Broome is rich in such finds. Although evidence is in favour
of purposeful settlement for the exploitation of resources
(Australian eucalyptus oil, for example, was used in ancient
Egyptian embalming and there’s evidence of mining for
precious metals) shipwrecks of this kind were probably
common.

This story seems to have come from Wandjinna country in


the Kimberleys in which case, they were Celts (Wan-djinna =
bhán duine, which is Irish for white person). The Wandjinna
people of the Kimberleys despite generations of
intermarrying with local populations still have paler skins
than other Aborigines, and many Western, desert and inland
aborigines are fair or red-haired. There are many culturally
focal words in Aboriginal languages that have resounding
links to words in Celtic and related ancient languages.
Accustomed to ovids, bovids and equines, etc, the Northern
Hemisphere Wandjinna would have been amazed at the
strangeness of the kangaroo, whereas Dreamtime Aborigines
who had never seen a large mammal before would not be
amazed that its proportions were nearer to those of a human
being, as a kangaroo’s are, than those of many other
mammals.

The idea that the Kangaroos’ efforts to land had lengthened


their legs doesn’t ring true to my ear. Origin stories of the
aborigines aren’t like that. Simplistic tales of ‘how-the-
who’s-it-got-its-what’s-it’ tales are more typically western.

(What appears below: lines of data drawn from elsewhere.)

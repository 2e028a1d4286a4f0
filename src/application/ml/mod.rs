pub mod ensemble;
pub mod scaler;

pub use ensemble::{FitParams, GameEnsemble};
pub use scaler::FeatureScaler;
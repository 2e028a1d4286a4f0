use serde::{Deserialize, Serialize};

/// Per-column standardization fitted on the training matrix and persisted
/// inside every model artifact, so serving scales inputs exactly the way
/// training did.
#[derive(Debug, Clone, PartialEq, Serialize, Deserialize)]
pub struct FeatureScaler {
    means: Vec<f64>,
    stds: Vec<f64>,
}

impl FeatureScaler {
    /// Fits column means and population standard deviations. Constant
    /// columns get a unit scale so they pass through centered.
    pub fn fit(rows: &[Vec<f64>]) -> Self {
        let Some(first) = rows.first() else {
            return Self {
                means: Vec::new(),
                stds: Vec::new(),
            };
        };
        let columns = first.len();
        let count = rows.len() as f64;

        let mut means = vec![0.0; columns];
        for row in rows {
            for (sum, value) in means.iter_mut().zip(row) {
                *sum += value;
            }
        }
        for sum in &mut means {
            *sum /= count;
        }

        let mut stds = vec![0.0; columns];
        for row in rows {
            for ((sum, value), mean) in stds.iter_mut().zip(row).zip(&means) {
                *sum += (value - mean).powi(2);
            }
        }
        for sum in &mut stds {
            let std = (*sum / count).sqrt();
            *sum = if std <= f64::EPSILON { 1.0 } else { std };
        }

        Self { means, stds }
    }

    pub fn transform_row(&self, row: &[f64]) -> Vec<f64> {
        row.iter()
            .zip(&self.means)
            .zip(&self.stds)
            .map(|((value, mean), std)| (value - mean) / std)
            .collect()
    }

    pub fn transform(&self, rows: &[Vec<f64>]) -> Vec<Vec<f64>> {
        rows.iter().map(|row| self.transform_row(row)).collect()
    }

    pub fn width(&self) -> usize {
        self.means.len()
    }
}

#[cfg(test)]
mod tests {
    use super::*;

    #[test]
    fn test_standardizes_columns_independently() {
        let rows = vec![vec![1.0, 10.0], vec![3.0, 10.0], vec![5.0, 10.0]];
        let scaler = FeatureScaler::fit(&rows);
        assert_eq!(scaler.width(), 2);

        let scaled = scaler.transform(&rows);
        // First column: mean 3, population std sqrt(8/3).
        let std = (8.0_f64 / 3.0).sqrt();
        assert!((scaled[0][0] - (1.0 - 3.0) / std).abs() < 1e-12);
        assert!((scaled[2][0] - (5.0 - 3.0) / std).abs() < 1e-12);
        // Constant column centers to zero with unit scale.
        assert_eq!(scaled[0][1], 0.0);
        assert_eq!(scaled[1][1], 0.0);
    }

    #[test]
    fn test_transform_matches_fit_statistics() {
        let rows = vec![vec![2.0], vec![4.0]];
        let scaler = FeatureScaler::fit(&rows);
        let out = scaler.transform_row(&[3.0]);
        assert!((out[0] - 0.0).abs() < 1e-12);
        let out = scaler.transform_row(&[4.0]);
        assert!((out[0] - 1.0).abs() < 1e-12);
    }

    #[test]
    fn test_survives_serde_round_trip() {
        let rows = vec![vec![1.0, 2.0], vec![5.0, 8.0]];
        let scaler = FeatureScaler::fit(&rows);
        let encoded = serde_json::to_string(&scaler).unwrap();
        let decoded: FeatureScaler = serde_json::from_str(&encoded).unwrap();
        assert_eq!(scaler, decoded);
    }
}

A ‘whole tribe’ of native Aborigines would not have needed a


storm to guide them to the grassy area of abundant food. A
shipwrecked crew would.

When did this happen? How long is it since Irish-speaking


people plied the seven seas? Not since Rome proclaimed the
world flat and tortured anyone who said it wasn’t. Of course,
we now know that their pre-Christian era maps of the
Southern Hemisphere are real. In the near future I’ll be
looking at some of their strange ‘magical journeys’ to see
how much they may have been subjected to the same sort
of distortive treatment as we’re seeing here.